→ **Exercise requirements**
Report each line of the data that includes the word "core".

→ **Data for this task**
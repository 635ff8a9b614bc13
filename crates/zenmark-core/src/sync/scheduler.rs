//! Periodic and on-demand reconciliation.

use std::sync::Arc;
use std::time::Duration;

use tokio::sync::{watch, Notify};
use tokio::time::MissedTickBehavior;

use super::{Reconciler, ReconcileReport};
use crate::remote::RemoteStore;

/// Cloneable handle used to poke or stop a running scheduler.
#[derive(Clone)]
pub struct SchedulerHandle {
    trigger: Arc<Notify>,
    shutdown: Arc<watch::Sender<bool>>,
}

impl SchedulerHandle {
    /// Request a pass as soon as possible, e.g. when connectivity returns.
    ///
    /// Triggers arriving while a pass runs collapse into one follow-up pass.
    pub fn trigger(&self) {
        self.trigger.notify_one();
    }

    /// Stop the loop after the current pass.
    pub fn shutdown(&self) {
        self.shutdown.send_replace(true);
    }
}

/// Runs `reconcile_all` for one user on a fixed interval.
pub struct ReconcileScheduler<R> {
    reconciler: Reconciler<R>,
    user_id: String,
    interval: Duration,
    handle: SchedulerHandle,
}

impl<R: RemoteStore> ReconcileScheduler<R> {
    pub fn new(reconciler: Reconciler<R>, user_id: impl Into<String>, interval: Duration) -> Self {
        let (shutdown, _) = watch::channel(false);
        Self {
            reconciler,
            user_id: user_id.into(),
            interval,
            handle: SchedulerHandle {
                trigger: Arc::new(Notify::new()),
                shutdown: Arc::new(shutdown),
            },
        }
    }

    pub fn handle(&self) -> SchedulerHandle {
        self.handle.clone()
    }

    /// Loop until shut down, calling `on_report` after every pass.
    ///
    /// The first pass starts immediately. Ticks missed while a pass is running
    /// are skipped, not queued. Pass errors are logged and the loop goes on.
    pub async fn run<F>(&self, mut on_report: F)
    where
        F: FnMut(&ReconcileReport),
    {
        let mut shutdown = self.handle.shutdown.subscribe();
        if *shutdown.borrow_and_update() {
            return;
        }

        let mut ticker = tokio::time::interval(self.interval);
        ticker.set_missed_tick_behavior(MissedTickBehavior::Skip);
        tracing::info!(
            "Reconcile scheduler started for {} every {}s",
            self.user_id,
            self.interval.as_secs()
        );

        loop {
            tokio::select! {
                _ = ticker.tick() => {}
                () = self.handle.trigger.notified() => {
                    tracing::debug!("Reconcile triggered on demand");
                }
                changed = shutdown.changed() => {
                    if changed.is_err() || *shutdown.borrow() {
                        break;
                    }
                    continue;
                }
            }

            match self.reconciler.reconcile_all(&self.user_id).await {
                Ok(report) => on_report(&report),
                Err(error) => tracing::warn!("Scheduled reconcile failed: {}", error),
            }

            if *shutdown.borrow() {
                break;
            }
        }

        tracing::info!("Reconcile scheduler stopped for {}", self.user_id);
    }
}

#[cfg(test)]
mod tests {
    use super::*;
    use crate::remote::InMemoryRemoteStore;
    use crate::services::{DocumentManager, LocalStore};
    use crate::sync::ReconcileOutcome;

    #[tokio::test(flavor = "multi_thread")]
    async fn test_runs_on_start_and_on_trigger_until_shutdown() {
        let store = LocalStore::open_in_memory().await.unwrap();
        let remote = InMemoryRemoteStore::new();
        DocumentManager::new(store.clone(), "laptop")
            .create("user-1", "Scheduled")
            .await
            .unwrap();

        let scheduler = ReconcileScheduler::new(
            Reconciler::new(store, remote.clone()),
            "user-1",
            Duration::from_secs(3600),
        );
        let handle = scheduler.handle();
        let mut outcomes = Vec::new();

        let driver = async {
            tokio::time::sleep(Duration::from_millis(200)).await;
            handle.trigger();
            tokio::time::sleep(Duration::from_millis(200)).await;
            handle.shutdown();
        };
        tokio::join!(scheduler.run(|report| outcomes.push(report.outcome)), driver);

        assert_eq!(
            outcomes,
            vec![ReconcileOutcome::Completed, ReconcileOutcome::Completed]
        );
        assert_eq!(remote.len(), 1);
        assert_eq!(remote.upsert_count(), 1);
    }

    #[tokio::test(flavor = "multi_thread")]
    async fn test_offline_passes_are_reported() {
        let store = LocalStore::open_in_memory().await.unwrap();
        let remote = InMemoryRemoteStore::new();
        remote.set_online(false);

        let scheduler = ReconcileScheduler::new(
            Reconciler::new(store, remote),
            "user-1",
            Duration::from_secs(3600),
        );
        let handle = scheduler.handle();
        let mut outcomes = Vec::new();

        let driver = async {
            tokio::time::sleep(Duration::from_millis(100)).await;
            handle.shutdown();
        };
        tokio::join!(scheduler.run(|report| outcomes.push(report.outcome)), driver);

        assert_eq!(outcomes, vec![ReconcileOutcome::Offline]);
    }

    #[tokio::test(flavor = "multi_thread")]
    async fn test_shutdown_before_run_returns_immediately() {
        let store = LocalStore::open_in_memory().await.unwrap();
        let scheduler = ReconcileScheduler::new(
            Reconciler::new(store, InMemoryRemoteStore::new()),
            "user-1",
            Duration::from_secs(1),
        );
        scheduler.handle().shutdown();

        let mut passes = 0;
        scheduler.run(|_| passes += 1).await;
        assert_eq!(passes, 0);
    }
}
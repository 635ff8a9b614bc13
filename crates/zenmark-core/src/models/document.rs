//! Document model

use regex::Regex;
use serde::{Deserialize, Serialize};
use std::collections::BTreeSet;
use std::fmt;
use std::str::FromStr;
use std::sync::LazyLock;
use uuid::Uuid;

use super::folder::FolderId;
use crate::error::{Error, Result};

static TAG_PATTERN: LazyLock<Regex> =
    LazyLock::new(|| Regex::new(r"^#?([a-zA-Z][a-zA-Z0-9_-]*)$").expect("Invalid regex"));

/// Title used when a document is created without one.
pub const DEFAULT_TITLE: &str = "Untitled";

/// A unique identifier for a document, using UUID v7 (time-sortable)
#[derive(Debug, Clone, Copy, PartialEq, Eq, Hash, PartialOrd, Ord, Serialize, Deserialize)]
pub struct DocumentId(Uuid);

impl DocumentId {
    /// Create a new unique document ID using UUID v7
    #[must_use]
    pub fn new() -> Self {
        Self(Uuid::now_v7())
    }

    /// Get the string representation of this ID
    #[must_use]
    pub fn as_str(&self) -> String {
        self.0.to_string()
    }
}

impl Default for DocumentId {
    fn default() -> Self {
        Self::new()
    }
}

impl fmt::Display for DocumentId {
    fn fmt(&self, f: &mut fmt::Formatter<'_>) -> fmt::Result {
        write!(f, "{}", self.0)
    }
}

impl FromStr for DocumentId {
    type Err = uuid::Error;

    fn from_str(s: &str) -> std::result::Result<Self, Self::Err> {
        Ok(Self(Uuid::parse_str(s)?))
    }
}

/// Lifecycle of a document or folder.
///
/// Deleted records stay in the local replica (soft delete) so the deletion
/// can be reconciled; they are excluded from every listing.
#[derive(Debug, Clone, Copy, PartialEq, Eq, Default, Serialize, Deserialize)]
#[serde(rename_all = "lowercase")]
pub enum Lifecycle {
    #[default]
    Active,
    Deleted,
}

impl Lifecycle {
    #[must_use]
    pub const fn as_str(self) -> &'static str {
        match self {
            Self::Active => "active",
            Self::Deleted => "deleted",
        }
    }

    #[must_use]
    pub const fn from_deleted_flag(is_deleted: bool) -> Self {
        if is_deleted {
            Self::Deleted
        } else {
            Self::Active
        }
    }

    #[must_use]
    pub const fn is_deleted(self) -> bool {
        matches!(self, Self::Deleted)
    }
}

impl FromStr for Lifecycle {
    type Err = Error;

    fn from_str(s: &str) -> Result<Self> {
        match s {
            "active" => Ok(Self::Active),
            "deleted" => Ok(Self::Deleted),
            other => Err(Error::Database(format!("unknown lifecycle state '{other}'"))),
        }
    }
}

/// A markdown document owned by one user
#[derive(Debug, Clone, PartialEq, Eq, Serialize, Deserialize)]
pub struct Document {
    /// Unique identifier
    pub id: DocumentId,
    /// Owning user identifier
    pub owner_id: String,
    /// Display title
    pub title: String,
    /// Markdown content
    pub content: String,
    /// Creation timestamp (Unix ms)
    pub created_at: i64,
    /// Last mutation timestamp (Unix ms), the only input to conflict checks
    pub updated_at: i64,
    /// Version number of the latest ledger snapshot
    pub current_version: i64,
    /// Tags; local input is normalized, remote tags are stored as received
    pub tags: BTreeSet<String>,
    /// Active or soft-deleted
    pub lifecycle: Lifecycle,
    /// Parent folder, `None` for the root
    pub folder_id: Option<FolderId>,
}

impl Document {
    /// Create a new empty document at version 1
    #[must_use]
    pub fn new(owner_id: impl Into<String>, title: impl Into<String>) -> Self {
        let now = chrono::Utc::now().timestamp_millis();
        let title = title.into().trim().to_string();
        Self {
            id: DocumentId::new(),
            owner_id: owner_id.into(),
            title: if title.is_empty() {
                DEFAULT_TITLE.to_string()
            } else {
                title
            },
            content: String::new(),
            created_at: now,
            updated_at: now,
            current_version: 1,
            tags: BTreeSet::new(),
            lifecycle: Lifecycle::Active,
            folder_id: None,
        }
    }

    #[must_use]
    pub const fn is_active(&self) -> bool {
        !self.lifecycle.is_deleted()
    }

    /// Case-insensitive match of `query` against title and content
    #[must_use]
    pub fn matches(&self, query: &str) -> bool {
        let query = query.trim().to_lowercase();
        if query.is_empty() {
            return true;
        }
        self.title.to_lowercase().contains(&query) || self.content.to_lowercase().contains(&query)
    }

    /// Get first content line as preview, truncated to `max_len` characters
    #[must_use]
    pub fn preview(&self, max_len: usize) -> String {
        self.content
            .lines()
            .find(|line| !line.trim().is_empty())
            .unwrap_or("")
            .trim()
            .chars()
            .take(max_len)
            .collect()
    }
}

/// Partial update applied by `DocumentManager::update`
#[derive(Debug, Clone, Default, PartialEq, Eq)]
pub struct DocumentPatch {
    pub title: Option<String>,
    pub content: Option<String>,
    pub tags: Option<BTreeSet<String>>,
}

impl DocumentPatch {
    #[must_use]
    pub fn title(mut self, title: impl Into<String>) -> Self {
        self.title = Some(title.into());
        self
    }

    #[must_use]
    pub fn content(mut self, content: impl Into<String>) -> Self {
        self.content = Some(content.into());
        self
    }

    #[must_use]
    pub fn tags(mut self, tags: BTreeSet<String>) -> Self {
        self.tags = Some(tags);
        self
    }

    #[must_use]
    pub const fn is_empty(&self) -> bool {
        self.title.is_none() && self.content.is_none() && self.tags.is_none()
    }

    /// Merge the present fields into `document`.
    pub fn apply_to(self, document: &mut Document) {
        if let Some(title) = self.title {
            let title = title.trim();
            document.title = if title.is_empty() {
                DEFAULT_TITLE.to_string()
            } else {
                title.to_string()
            };
        }
        if let Some(content) = self.content {
            document.content = content;
        }
        if let Some(tags) = self.tags {
            document.tags = tags;
        }
    }
}

/// Normalize a single tag name.
///
/// Valid tags match `#?[a-zA-Z][a-zA-Z0-9_-]*`; the leading `#` is dropped
/// and the name is lowercased.
pub fn normalize_tag(raw: &str) -> Result<String> {
    let trimmed = raw.trim();
    TAG_PATTERN
        .captures(trimmed)
        .map(|captures| captures[1].to_lowercase())
        .ok_or_else(|| Error::InvalidInput(format!("invalid tag '{trimmed}'")))
}

/// Normalize and deduplicate a list of tag names.
pub fn normalize_tags<I, S>(raw: I) -> Result<BTreeSet<String>>
where
    I: IntoIterator<Item = S>,
    S: AsRef<str>,
{
    raw.into_iter()
        .map(|tag| normalize_tag(tag.as_ref()))
        .collect()
}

→ **Task output**
filename crates/zenmark-core/src/sync/scheduler.rs
filename crates/zenmark-core/src/models/document.rs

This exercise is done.